ACTIVITY
Using the entries below, write out the line with "row.timestamp <= self.to", the line with "fn name(&self) -> &'static str;", and every line in between, exactly as each is written.

+++

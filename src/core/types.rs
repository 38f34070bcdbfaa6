//! Row-level domain types shared by ingestion and querying.

use chrono::{DateTime, Utc};
use opentelemetry_semantic_conventions::resource::SERVICE_INSTANCE_ID;
use serde::{Deserialize, Serialize};
use std::collections::HashMap;
use std::fmt;

use crate::core::bucket::{bucket, TimeBucket};

/// Resource attribute carrying the edge node identity.
pub const NODE_ID_ATTRIBUTE: &str = "node.id";

/// Node id recorded when a resource carries no usable identity.
pub const UNKNOWN_NODE: &str = "unknown";

/// A scalar attribute value. Only these four shapes survive decoding.
#[derive(Debug, Clone, PartialEq)]
pub enum AttributeValue {
    String(String),
    Int(i64),
    Double(f64),
    Bool(bool),
}

impl fmt::Display for AttributeValue {
    fn fmt(&self, f: &mut fmt::Formatter<'_>) -> fmt::Result {
        match self {
            AttributeValue::String(s) => f.write_str(s),
            AttributeValue::Int(i) => write!(f, "{}", i),
            AttributeValue::Double(d) => write!(f, "{}", d),
            AttributeValue::Bool(b) => write!(f, "{}", b),
        }
    }
}

/// Attributes of the resource that emitted a group of metrics.
///
/// Lives only for the duration of one payload; it annotates rows and is
/// never stored on its own.
#[derive(Debug, Clone, Default, PartialEq)]
pub struct ResourceContext {
    attributes: HashMap<String, AttributeValue>,
}

impl ResourceContext {
    /// Build a context from already-decoded attributes. Later keys win.
    pub fn new(attributes: impl IntoIterator<Item = (String, AttributeValue)>) -> Self {
        Self {
            attributes: attributes.into_iter().collect(),
        }
    }

    /// Look up a single attribute.
    pub fn get(&self, key: &str) -> Option<&AttributeValue> {
        self.attributes.get(key)
    }

    /// Number of retained attributes.
    pub fn len(&self) -> usize {
        self.attributes.len()
    }

    /// True when no attribute survived decoding.
    pub fn is_empty(&self) -> bool {
        self.attributes.is_empty()
    }

    /// Identity of the emitting node: `node.id`, then `service.instance.id`,
    /// then [`UNKNOWN_NODE`].
    pub fn node_id(&self) -> String {
        self.get(NODE_ID_ATTRIBUTE)
            .or_else(|| self.get(SERVICE_INSTANCE_ID))
            .map_or_else(|| UNKNOWN_NODE.to_string(), ToString::to_string)
    }
}

/// A flattened datapoint that has not been assigned a partition yet.
#[derive(Debug, Clone, PartialEq)]
pub struct RowCandidate {
    pub node_id: String,
    pub metric_name: String,
    pub timestamp: DateTime<Utc>,
    pub value: f64,
}

/// The unit of storage.
///
/// `time_bucket` is always `bucket(timestamp)`; construct rows through
/// [`MetricRow::new`] or `From<RowCandidate>` so that holds.
#[derive(Debug, Clone, PartialEq, Serialize, Deserialize)]
pub struct MetricRow {
    pub node_id: String,
    pub metric_name: String,
    pub time_bucket: TimeBucket,
    pub timestamp: DateTime<Utc>,
    pub value: f64,
}

impl MetricRow {
    /// Create a row, deriving its partition from the timestamp.
    pub fn new(
        node_id: impl Into<String>,
        metric_name: impl Into<String>,
        timestamp: DateTime<Utc>,
        value: f64,
    ) -> Self {
        Self {
            node_id: node_id.into(),
            metric_name: metric_name.into(),
            time_bucket: bucket(timestamp),
            timestamp,
            value,
        }
    }

    /// Logical identity: repeated writes with the same identity overwrite each other.
    pub fn identity(&self) -> (&str, &str, DateTime<Utc>) {
        (&self.node_id, &self.metric_name, self.timestamp)
    }
}

impl From<RowCandidate> for MetricRow {
    fn from(candidate: RowCandidate) -> Self {
        MetricRow::new(
            candidate.node_id,
            candidate.metric_name,
            candidate.timestamp,
            candidate.value,
        )
    }
}

#[cfg(test)]
mod tests {
    use super::*;
    use crate::core::bucket::timestamp_from_millis;

    #[test]
    fn test_node_id_prefers_node_attribute() {
        let ctx = ResourceContext::new([
            (SERVICE_INSTANCE_ID.to_string(), AttributeValue::String("instance-9".into())),
            (NODE_ID_ATTRIBUTE.to_string(), AttributeValue::String("edge-1".into())),
        ]);
        assert_eq!(ctx.node_id(), "edge-1");
    }

    #[test]
    fn test_node_id_falls_back_to_instance_then_unknown() {
        let ctx = ResourceContext::new([(
            "service.instance.id".to_string(),
            AttributeValue::String("instance-9".into()),
        )]);
        assert_eq!(SERVICE_INSTANCE_ID, "service.instance.id");
        assert_eq!(ctx.node_id(), "instance-9");
        assert_eq!(ResourceContext::default().node_id(), UNKNOWN_NODE);
    }

    #[test]
    fn test_non_string_node_id_is_rendered() {
        let ctx = ResourceContext::new([(NODE_ID_ATTRIBUTE.to_string(), AttributeValue::Int(42))]);
        assert_eq!(ctx.node_id(), "42");
    }

    #[test]
    fn test_row_bucket_derived_from_timestamp() {
        let ts = timestamp_from_millis(1_700_000_000_000).unwrap();
        let row = MetricRow::from(RowCandidate {
            node_id: "edge-1".into(),
            metric_name: "system.cpu.percent".into(),
            timestamp: ts,
            value: 42.5,
        });
        assert_eq!(row.time_bucket.to_string(), "2023-11-14");
        assert_eq!(row.identity(), ("edge-1", "system.cpu.percent", ts));
    }
}
//! Storage engine contract and backends.
//!
//! The engine is a replicated wide-column store exposed through a narrow
//! query interface: a keyed upsert and a bounded range read over a single
//! `(metric_name, time_bucket)` partition, both at a per-call consistency
//! level. [`writer::IngestWriter`] fans writes out over it.

pub mod memory;
pub mod writer;

#[cfg(feature = "cassandra")]
pub mod cassandra;

use crate::core::{Config, MetricRow, Result, StorageBackendKind, TimeBucket};
use crate::topology::{Consistency, TopologyPolicy};
use chrono::{DateTime, Utc};
use std::sync::Arc;

pub use memory::InMemoryStore;
pub use writer::{IngestWriter, WriteReport};

/// A bounded read of one partition.
#[derive(Debug, Clone, PartialEq)]
pub struct RangeRead {
    /// Partition key, first half
    pub metric_name: String,
    /// Partition key, second half
    pub bucket: TimeBucket,
    /// Inclusive lower timestamp bound
    pub from: DateTime<Utc>,
    /// Inclusive upper timestamp bound
    pub to: DateTime<Utc>,
}

impl RangeRead {
    /// True when `row` falls inside this read's partition and time range.
    pub fn contains(&self, row: &MetricRow) -> bool {
        row.metric_name == self.metric_name
            && row.time_bucket == self.bucket
            && row.timestamp >= self.from
            && row.timestamp <= self.to
    }
}

/// Trait for storage engine implementations.
#[async_trait::async_trait]
pub trait MetricStore: Send + Sync {
    /// Short backend name for logs.
    fn name(&self) -> &'static str;

    /// Confirm the keyspace and table exist. Failing here is fatal at startup.
    async fn verify_schema(&self) -> Result<()>;

    /// Create the keyspace and table if they are missing.
    async fn create_schema(&self, topology: &TopologyPolicy) -> Result<()>;

    /// Upsert one row keyed by `(metric_name, time_bucket, timestamp, node_id)`.
    async fn insert(&self, row: &MetricRow, consistency: Consistency) -> Result<()>;

    /// Rows of one partition within the read's time range. Order is unspecified.
    async fn select_range(&self, read: &RangeRead, consistency: Consistency) -> Result<Vec<MetricRow>>;

    /// Release connections once in-flight calls have drained.
    async fn shutdown(&self) -> Result<()>;
}

/// Connect to the configured backend.
#[cfg_attr(not(feature = "cassandra"), allow(unused_variables))]
pub async fn connect(config: &Config, topology: &TopologyPolicy) -> Result<Arc<dyn MetricStore>> {
    match config.storage.backend {
        StorageBackendKind::Memory => {
            tracing::info!("Using embedded in-memory metric store");
            Ok(Arc::new(InMemoryStore::new()))
        },
        #[cfg(feature = "cassandra")]
        StorageBackendKind::Cassandra => {
            let store = cassandra::CassandraStore::connect(&config.storage, topology).await?;
            Ok(Arc::new(store))
        },
        #[cfg(not(feature = "cassandra"))]
        StorageBackendKind::Cassandra => Err(crate::core::PulseError::config(
            "Cassandra backend requested but pulseops was built without the 'cassandra' feature",
        )),
    }
}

+++

RESULT BELOW
            && row.timestamp <= self.to
    }
}

/// Trait for storage engine implementations.
#[async_trait::async_trait]
pub trait MetricStore: Send + Sync {
    /// Short backend name for logs.
    fn name(&self) -> &'static str;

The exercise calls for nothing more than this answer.